_What you will do_: Using the listing below, retype exactly the lines starting at the one with "let as_of = NaiveDate::from_ymd_opt(2024, 1, 14).unwrap();" and ending at the one with "assert_eq!(first.set_count(AlertKind::HouseholdVisit), 1);", and include both.

_Data for analysis_:
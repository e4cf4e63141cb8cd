//! Command implementations.

pub mod check;
pub mod purge;
pub mod run;

pub use self::check::execute_check;
pub use self::purge::execute_purge;
pub use self::run::execute_run;

use crate::error::Result;
use crate::output::{Formatter, ProjectReport};
use chrono::NaiveDate;
use fieldalert_redcap::{ProjectConfig, RedcapConfig, RedcapGateway};
use fieldalert_sweeper::{RunOutcome, RunReport};

/// Evaluation day: the given date, or today in local time.
pub fn resolve_as_of(as_of: Option<NaiveDate>) -> NaiveDate {
    as_of.unwrap_or_else(|| chrono::Local::now().date_naive())
}

/// Run a sweep over each project in turn, one blocking task per project.
///
/// A project that cannot be reached gets an aborted report; the remaining
/// projects still run.
pub(crate) async fn sweep_projects<F>(
    redcap: &RedcapConfig,
    projects: Vec<ProjectConfig>,
    as_of: NaiveDate,
    dry_run: bool,
    sweep: F,
) -> Result<Vec<ProjectReport>>
where
    F: Fn(&mut RedcapGateway) -> RunReport + Clone + Send + 'static,
{
    let mut reports = Vec::with_capacity(projects.len());

    for project in projects {
        let redcap = redcap.clone();
        let sweep = sweep.clone();
        let name = project.name.clone();

        let report = tokio::task::spawn_blocking(move || {
            match RedcapGateway::for_project(&redcap, &project, as_of) {
                Ok(mut gateway) => sweep(&mut gateway),
                Err(e) => {
                    tracing::error!("Project {}: cannot connect: {}", project.name, e);
                    unreachable_report(as_of, dry_run, e.to_string())
                }
            }
        })
        .await?;

        reports.push(ProjectReport {
            project: name,
            report,
        });
    }

    Ok(reports)
}

fn unreachable_report(as_of: NaiveDate, dry_run: bool, reason: String) -> RunReport {
    let mut report = RunReport::new(as_of, dry_run);
    report.outcome = RunOutcome::Aborted(reason);
    report
}

/// One-line verdict on a set of project reports.
///
/// Returns `None` when a run was aborted; the caller reports that as an error.
pub fn status_line(formatter: &Formatter, reports: &[ProjectReport]) -> Option<String> {
    if any_aborted(reports) {
        return None;
    }
    let failed: usize = reports.iter().map(|r| r.report.failures.len()).sum();
    let cancelled = reports
        .iter()
        .any(|r| r.report.outcome == RunOutcome::Cancelled);

    Some(if cancelled {
        formatter.warning("Run cancelled, remaining participants were not processed")
    } else if failed > 0 {
        formatter.warning(&format!("{} participant(s) could not be processed", failed))
    } else {
        formatter.success(&format!("{} project(s) swept", reports.len()))
    })
}

/// Print the verdict to stderr, keeping stdout for the report itself.
pub(crate) fn report_status(formatter: &Formatter, reports: &[ProjectReport]) {
    if let Some(line) = status_line(formatter, reports) {
        eprintln!("{}", line);
    }
}

/// Whether any project run was aborted.
pub fn any_aborted(reports: &[ProjectReport]) -> bool {
    reports.iter().any(|r| r.report.outcome.is_aborted())
}
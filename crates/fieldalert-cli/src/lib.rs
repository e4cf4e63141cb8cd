//! FieldAlert CLI library.
//!
//! Configuration loading, command execution and output formatting for the
//! `fieldalert` binary, which cron runs once per sweep.

pub mod cli;
pub mod commands;
pub mod config;
pub mod error;
pub mod output;

pub use cli::{Cli, Command};
pub use config::Config;
pub use error::{CliError, Result};
pub use output::Formatter;
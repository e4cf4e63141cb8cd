//! Trait definitions for external interactions
//!
//! The system of record is reached only through [`RecordGateway`].
//! Implementations live in other crates (REDCap client, in-memory fake).

use crate::{AlertKind, ParticipantHistory, ParticipantId};
use serde::Serialize;
use thiserror::Error;

/// Partial write request for the alert field of one record
///
/// This is the whole write surface of the engine: a request can only name the
/// participant, the new alert value and the value it expects to replace.
/// No other field of the record is representable, so a write can never
/// overwrite concurrent edits made by staff elsewhere in the record.
#[derive(Debug, Clone, PartialEq, Eq, Serialize)]
pub struct AlertUpdate {
    /// Record to update
    pub participant_id: ParticipantId,

    /// Value to store (`None` clears the field)
    pub new_value: Option<AlertKind>,

    /// Value the engine read before deciding; the write must fail with
    /// [`GatewayError::Conflict`] if the store holds something else
    pub expected_previous: Option<AlertKind>,
}

/// Errors reported by a record gateway
#[derive(Error, Debug, Clone, PartialEq, Eq)]
pub enum GatewayError {
    /// The participant does not exist (anymore)
    #[error("Participant not found: {0}")]
    NotFound(ParticipantId),

    /// Network hiccup or timeout; the next run may succeed
    #[error("Transient gateway error: {0}")]
    Transient(String),

    /// The record could not be decoded into a participant history
    #[error("Malformed record {participant}: {reason}")]
    Malformed {
        /// Participant whose record is malformed
        participant: ParticipantId,
        /// What was wrong with it
        reason: String,
    },

    /// The stored value changed since it was read
    #[error("Write conflict on {participant}: expected {expected}, found {found}")]
    Conflict {
        /// Participant whose flag changed
        participant: ParticipantId,
        /// Value the writer expected
        expected: String,
        /// Value actually stored
        found: String,
    },

    /// The gateway cannot be used at all (unreachable, authentication failure)
    #[error("Fatal gateway error: {0}")]
    Fatal(String),
}

impl GatewayError {
    /// Whether this error must abort the remaining run
    pub fn is_fatal(&self) -> bool {
        matches!(self, GatewayError::Fatal(_))
    }
}

/// Trait for reading participant records and writing the alert flag
///
/// Implemented by the infrastructure layer (fieldalert-redcap) and by the
/// in-memory gateway used in tests.
pub trait RecordGateway {
    /// Identifiers of every participant currently under follow-up
    fn list_active_participants(&self) -> Result<Vec<ParticipantId>, GatewayError>;

    /// Full dosing/visit history plus the current alert flag
    fn fetch_participant_history(
        &self,
        id: &ParticipantId,
    ) -> Result<ParticipantHistory, GatewayError>;

    /// Write the alert field only, if it still holds `expected_previous`
    fn update_alert_flag(&mut self, update: &AlertUpdate) -> Result<(), GatewayError>;
}

/// Render an optional alert for error messages and logs
pub fn describe_flag(flag: Option<AlertKind>) -> String {
    match flag {
        Some(kind) => kind.to_string(),
        None => "none".to_string(),
    }
}
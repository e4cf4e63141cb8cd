//! Full sweeps through the REDCap gateway against a canned API

use chrono::NaiveDate;
use fieldalert_domain::AlertKind;
use fieldalert_redcap::client::{ExportRequest, Row};
use fieldalert_redcap::{FieldMap, LabelConfig, RedcapApi, RedcapConfig, RedcapError, RedcapGateway};
use fieldalert_rules::RuleConfig;
use fieldalert_sweeper::{CancelToken, SweepConfig, Sweeper};
use std::cell::{Cell, RefCell};

struct CannedApi {
    rows: RefCell<Vec<Row>>,
    imports: Cell<usize>,
}

impl RedcapApi for CannedApi {
    fn export_records(&self, request: &ExportRequest) -> Result<Vec<Row>, RedcapError> {
        Ok(self
            .rows
            .borrow()
            .iter()
            .filter(|row| request.records.is_empty() || request.records.contains(&row["record_id"]))
            .cloned()
            .collect())
    }

    fn export_field_choices(&self, _field: &str) -> Result<Option<String>, RedcapError> {
        Ok(Some("1, Maluana | 2, Taninga".to_string()))
    }

    fn import_records(&self, rows: &[Row]) -> Result<usize, RedcapError> {
        let mut stored = self.rows.borrow_mut();
        for import in rows {
            for row in stored.iter_mut().filter(|r| {
                r["record_id"] == import["record_id"]
                    && r["redcap_event_name"] == import["redcap_event_name"]
            }) {
                row.insert("child_fu_status".to_string(), import["child_fu_status"].clone());
            }
        }
        self.imports.set(self.imports.get() + rows.len());
        Ok(rows.len())
    }
}

fn row(pairs: &[(&str, &str)]) -> Row {
    pairs
        .iter()
        .map(|(k, v)| (k.to_string(), v.to_string()))
        .collect()
}

fn project_rows() -> Vec<Row> {
    vec![
        // dosed four days ago, no alert yet
        row(&[
            ("record_id", "1"),
            ("redcap_event_name", "epipenta1_v0_recru_arm_1"),
            ("community", "2"),
            ("int_azi", "1"),
            ("int_date", "2024-01-10 08:00:00"),
            ("int_next_visit", "2024-02-07"),
            ("child_fu_status", ""),
        ]),
        // flagged non-compliant, but came back the day after the return date
        row(&[
            ("record_id", "2"),
            ("redcap_event_name", "epipenta1_v0_recru_arm_1"),
            ("community", "1"),
            ("int_azi", "1"),
            ("int_date", "2023-11-01"),
            ("int_next_visit", "2023-12-01"),
            ("child_fu_status", "NC@Maluana (6 weeks)"),
        ]),
        row(&[
            ("record_id", "2"),
            ("redcap_event_name", "epipenta2_v1_iptis_arm_1"),
            ("int_azi", "0"),
            ("int_date", "2023-12-02"),
            ("int_next_visit", "2024-03-01"),
        ]),
        // staff note, never touched
        row(&[
            ("record_id", "3"),
            ("redcap_event_name", "epipenta1_v0_recru_arm_1"),
            ("community", "1"),
            ("int_azi", "1"),
            ("int_date", "2024-01-11"),
            ("child_fu_status", "Moved to Maputo"),
        ]),
    ]
}

fn alert_value(api: &CannedApi, record: &str) -> String {
    api.rows
        .borrow()
        .iter()
        .find(|r| r["record_id"] == record && r["redcap_event_name"] == "epipenta1_v0_recru_arm_1")
        .map(|r| r["child_fu_status"].clone())
        .unwrap_or_default()
}

fn config() -> RedcapConfig {
    RedcapConfig {
        url: "https://redcap.example.org/api/".to_string(),
        timeout_secs: 30,
        fields: FieldMap::default(),
        labels: LabelConfig::default(),
        projects: Vec::new(),
    }
}

fn gateway(rows: Vec<Row>, as_of: NaiveDate) -> RedcapGateway<CannedApi> {
    let api = CannedApi {
        rows: RefCell::new(rows),
        imports: Cell::new(0),
    };
    RedcapGateway::connect(api, &config(), "HF01", as_of).unwrap()
}

#[test]
fn sweep_sets_clears_and_settles() {
    let as_of = NaiveDate::from_ymd_opt(2024, 1, 14).unwrap();
    let mut gateway = gateway(project_rows(), as_of);
    let sweeper = Sweeper::new(RuleConfig::default(), SweepConfig::default()).unwrap();

    let first = sweeper.run_once(&mut gateway, as_of, &CancelToken::new());
    assert!(first.failures.is_empty(), "{:?}", first.failures);
    assert_eq!(first.set_count(AlertKind::HouseholdVisit), 1);
    assert_eq!(first.cleared, 1);
    assert_eq!(first.skipped_custom, 1);
    assert_eq!(alert_value(gateway.api(), "1"), "TBV@Taninga AZi/Pbo@Jan 10");
    assert_eq!(alert_value(gateway.api(), "2"), "");
    assert_eq!(alert_value(gateway.api(), "3"), "Moved to Maputo");

    let second = sweeper.run_once(&mut gateway, as_of, &CancelToken::new());
    assert_eq!(second.total_writes(), 0);
    assert_eq!(gateway.api().imports.get(), 2);
}

#[test]
fn final_dose_raises_household_alert() {
    let rows = vec![
        row(&[
            ("record_id", "9"),
            ("redcap_event_name", "epipenta1_v0_recru_arm_1"),
            ("community", "1"),
            ("int_azi", "1"),
            ("int_date", "2024-01-01"),
            ("int_next_visit", "2024-02-01"),
            ("child_fu_status", ""),
        ]),
        // last dosing visit, form marked complete
        row(&[
            ("record_id", "9"),
            ("redcap_event_name", "epimvr2_v6_iptisp6_arm_1"),
            ("int_azi", "1"),
            ("int_date", "2024-06-01"),
            ("intervention_complete", "2"),
        ]),
    ];
    let as_of = NaiveDate::from_ymd_opt(2024, 6, 5).unwrap();
    let mut gateway = gateway(rows, as_of);
    let sweeper = Sweeper::new(RuleConfig::default(), SweepConfig::default()).unwrap();

    let report = sweeper.run_once(&mut gateway, as_of, &CancelToken::new());
    assert!(report.failures.is_empty(), "{:?}", report.failures);
    assert_eq!(report.processed, 1);
    assert_eq!(report.set_count(AlertKind::HouseholdVisit), 1);
    assert_eq!(alert_value(gateway.api(), "9"), "TBV@Maluana AZi/Pbo@Jun 01");
}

_Problem solution_:
    let as_of = NaiveDate::from_ymd_opt(2024, 1, 14).unwrap();
    let mut gateway = gateway(project_rows(), as_of);
    let sweeper = Sweeper::new(RuleConfig::default(), SweepConfig::default()).unwrap();

    let first = sweeper.run_once(&mut gateway, as_of, &CancelToken::new());
    assert!(first.failures.is_empty(), "{:?}", first.failures);
    assert_eq!(first.set_count(AlertKind::HouseholdVisit), 1);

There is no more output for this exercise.